TASK DIRECTIONS: Every record, from the first to the last, is to be printed again exactly.

SUPPLIED DATA:
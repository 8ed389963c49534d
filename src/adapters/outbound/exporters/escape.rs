//! Escaping for SBOM-originated text embedded in exported documents.
//!
//! Component names, versions, titles and descriptions come from untrusted
//! input and must never reach the document unescaped.

/// Escapes text for HTML/SVG element content
pub fn escape_html(s: &str) -> String {
    let mut result = String::with_capacity(s.len());
    for c in s.chars() {
        match c {
            '&' => result.push_str("&amp;"),
            '<' => result.push_str("&lt;"),
            '>' => result.push_str("&gt;"),
            '"' => result.push_str("&quot;"),
            '\'' => result.push_str("&#x27;"),
            _ => result.push(c),
        }
    }
    result
}

/// Escapes text for a quoted attribute value.
///
/// Stricter than [`escape_html`]: whitespace that would break attribute
/// parsing is encoded too.
pub fn escape_html_attr(s: &str) -> String {
    let mut result = String::with_capacity(s.len());
    for c in s.chars() {
        match c {
            '\n' => result.push_str("&#10;"),
            '\r' => result.push_str("&#13;"),
            '\t' => result.push_str("&#9;"),
            _ => result.push_str(&escape_html(c.encode_utf8(&mut [0; 4]))),
        }
    }
    result
}
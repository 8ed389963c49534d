/// Ports module defining the interfaces between the core and infrastructure
///
/// Only outbound (driven) ports exist: the CLI drives the use case directly.
pub mod outbound;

OUTPUT:
repository 8ed389963c49534d
filename src/adapters/outbound/exporters/escape.rs
//! Escaping for SBOM-originated text embedded in exported documents.
//!
//! Component names, versions, titles and descriptions come from untrusted
//! input and must never reach the document unescaped.

/// Escapes text for HTML/SVG element content
pub fn escape_html(s: &str) -> String {
    let mut result = String::with_capacity(s.len());
    for c in s.chars() {
        match c {
            '&' => result.push_str("&amp;"),
            '<' => result.push_str("&lt;"),
            '>' => result.push_str("&gt;"),
            '"' => result.push_str("&quot;"),
            '\'' => result.push_str("&#x27;"),
            _ => result.push(c),
        }
    }
    result
}

/// Escapes text for a quoted attribute value.
///
/// Stricter than [`escape_html`]: whitespace that would break attribute
/// parsing is encoded too.
pub fn escape_html_attr(s: &str) -> String {
    let mut result = String::with_capacity(s.len());
    for c in s.chars() {
        match c {
            '\n' => result.push_str("&#10;"),
            '\r' => result.push_str("&#13;"),
            '\t' => result.push_str("&#9;"),
            _ => result.push_str(&escape_html(c.encode_utf8(&mut [0; 4]))),
        }
    }
    result
}
repository 8ed389963c49534d
/// Ports module defining the interfaces between the core and infrastructure
///
/// Only outbound (driven) ports exist: the CLI drives the use case directly.
pub mod outbound;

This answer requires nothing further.